[Assigned task]: I would like every entry below written out exactly.

[Exercise data]:
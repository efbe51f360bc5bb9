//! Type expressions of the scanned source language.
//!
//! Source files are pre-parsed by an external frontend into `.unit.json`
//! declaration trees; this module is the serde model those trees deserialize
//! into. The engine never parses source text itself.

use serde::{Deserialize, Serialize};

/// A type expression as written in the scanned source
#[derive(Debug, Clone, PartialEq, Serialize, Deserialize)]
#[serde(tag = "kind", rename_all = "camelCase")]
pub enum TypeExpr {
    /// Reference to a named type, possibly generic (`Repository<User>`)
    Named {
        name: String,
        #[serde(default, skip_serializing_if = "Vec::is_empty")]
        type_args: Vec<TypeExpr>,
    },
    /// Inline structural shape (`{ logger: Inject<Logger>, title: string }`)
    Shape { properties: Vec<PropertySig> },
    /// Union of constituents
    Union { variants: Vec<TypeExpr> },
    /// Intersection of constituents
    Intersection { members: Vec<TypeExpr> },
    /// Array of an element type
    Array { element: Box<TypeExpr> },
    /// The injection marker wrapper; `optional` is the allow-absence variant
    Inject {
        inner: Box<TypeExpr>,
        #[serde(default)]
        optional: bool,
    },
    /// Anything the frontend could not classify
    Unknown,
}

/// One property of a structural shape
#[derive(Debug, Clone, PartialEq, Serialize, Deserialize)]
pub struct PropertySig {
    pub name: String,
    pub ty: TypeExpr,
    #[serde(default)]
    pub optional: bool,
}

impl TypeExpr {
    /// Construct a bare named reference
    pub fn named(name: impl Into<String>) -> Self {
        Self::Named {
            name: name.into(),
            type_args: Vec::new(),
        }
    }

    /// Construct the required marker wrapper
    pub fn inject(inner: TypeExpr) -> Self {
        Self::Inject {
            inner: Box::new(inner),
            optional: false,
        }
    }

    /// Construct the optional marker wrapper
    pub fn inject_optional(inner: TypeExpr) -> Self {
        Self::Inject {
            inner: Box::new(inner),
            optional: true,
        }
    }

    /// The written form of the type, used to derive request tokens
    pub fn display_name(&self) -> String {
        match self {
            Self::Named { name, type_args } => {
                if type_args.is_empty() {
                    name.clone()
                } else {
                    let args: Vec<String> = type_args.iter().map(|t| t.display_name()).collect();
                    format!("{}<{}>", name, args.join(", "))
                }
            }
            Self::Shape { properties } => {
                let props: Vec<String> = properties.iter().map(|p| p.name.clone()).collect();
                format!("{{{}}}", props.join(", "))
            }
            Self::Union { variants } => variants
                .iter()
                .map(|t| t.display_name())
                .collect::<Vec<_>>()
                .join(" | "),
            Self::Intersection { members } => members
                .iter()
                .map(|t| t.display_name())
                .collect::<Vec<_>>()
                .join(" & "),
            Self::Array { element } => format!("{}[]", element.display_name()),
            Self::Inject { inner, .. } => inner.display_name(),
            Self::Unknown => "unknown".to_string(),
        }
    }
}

[The answer]:
repository efbe51f360bc5bb9
//! Type expressions of the scanned source language.
//!
//! Source files are pre-parsed by an external frontend into `.unit.json`
//! declaration trees; this module is the serde model those trees deserialize
//! into. The engine never parses source text itself.

use serde::{Deserialize, Serialize};

/// A type expression as written in the scanned source
#[derive(Debug, Clone, PartialEq, Serialize, Deserialize)]
#[serde(tag = "kind", rename_all = "camelCase")]
pub enum TypeExpr {
    /// Reference to a named type, possibly generic (`Repository<User>`)
    Named {
        name: String,
        #[serde(default, skip_serializing_if = "Vec::is_empty")]
        type_args: Vec<TypeExpr>,
    },
    /// Inline structural shape (`{ logger: Inject<Logger>, title: string }`)
    Shape { properties: Vec<PropertySig> },
    /// Union of constituents
    Union { variants: Vec<TypeExpr> },
    /// Intersection of constituents
    Intersection { members: Vec<TypeExpr> },
    /// Array of an element type
    Array { element: Box<TypeExpr> },
    /// The injection marker wrapper; `optional` is the allow-absence variant
    Inject {
        inner: Box<TypeExpr>,
        #[serde(default)]
        optional: bool,
    },
    /// Anything the frontend could not classify
    Unknown,
}

/// One property of a structural shape
#[derive(Debug, Clone, PartialEq, Serialize, Deserialize)]
pub struct PropertySig {
    pub name: String,
    pub ty: TypeExpr,
    #[serde(default)]
    pub optional: bool,
}

impl TypeExpr {
    /// Construct a bare named reference
    pub fn named(name: impl Into<String>) -> Self {
        Self::Named {
            name: name.into(),
            type_args: Vec::new(),
        }
    }

    /// Construct the required marker wrapper
    pub fn inject(inner: TypeExpr) -> Self {
        Self::Inject {
            inner: Box::new(inner),
            optional: false,
        }
    }

    /// Construct the optional marker wrapper
    pub fn inject_optional(inner: TypeExpr) -> Self {
        Self::Inject {
            inner: Box::new(inner),
            optional: true,
        }
    }

    /// The written form of the type, used to derive request tokens
    pub fn display_name(&self) -> String {
        match self {
            Self::Named { name, type_args } => {
                if type_args.is_empty() {
                    name.clone()
                } else {
                    let args: Vec<String> = type_args.iter().map(|t| t.display_name()).collect();
                    format!("{}<{}>", name, args.join(", "))
                }
            }
            Self::Shape { properties } => {
                let props: Vec<String> = properties.iter().map(|p| p.name.clone()).collect();
                format!("{{{}}}", props.join(", "))
            }
            Self::Union { variants } => variants
                .iter()
                .map(|t| t.display_name())
                .collect::<Vec<_>>()
                .join(" | "),
            Self::Intersection { members } => members
                .iter()
                .map(|t| t.display_name())
                .collect::<Vec<_>>()
                .join(" & "),
            Self::Array { element } => format!("{}[]", element.display_name()),
            Self::Inject { inner, .. } => inner.display_name(),
            Self::Unknown => "unknown".to_string(),
        }
    }
}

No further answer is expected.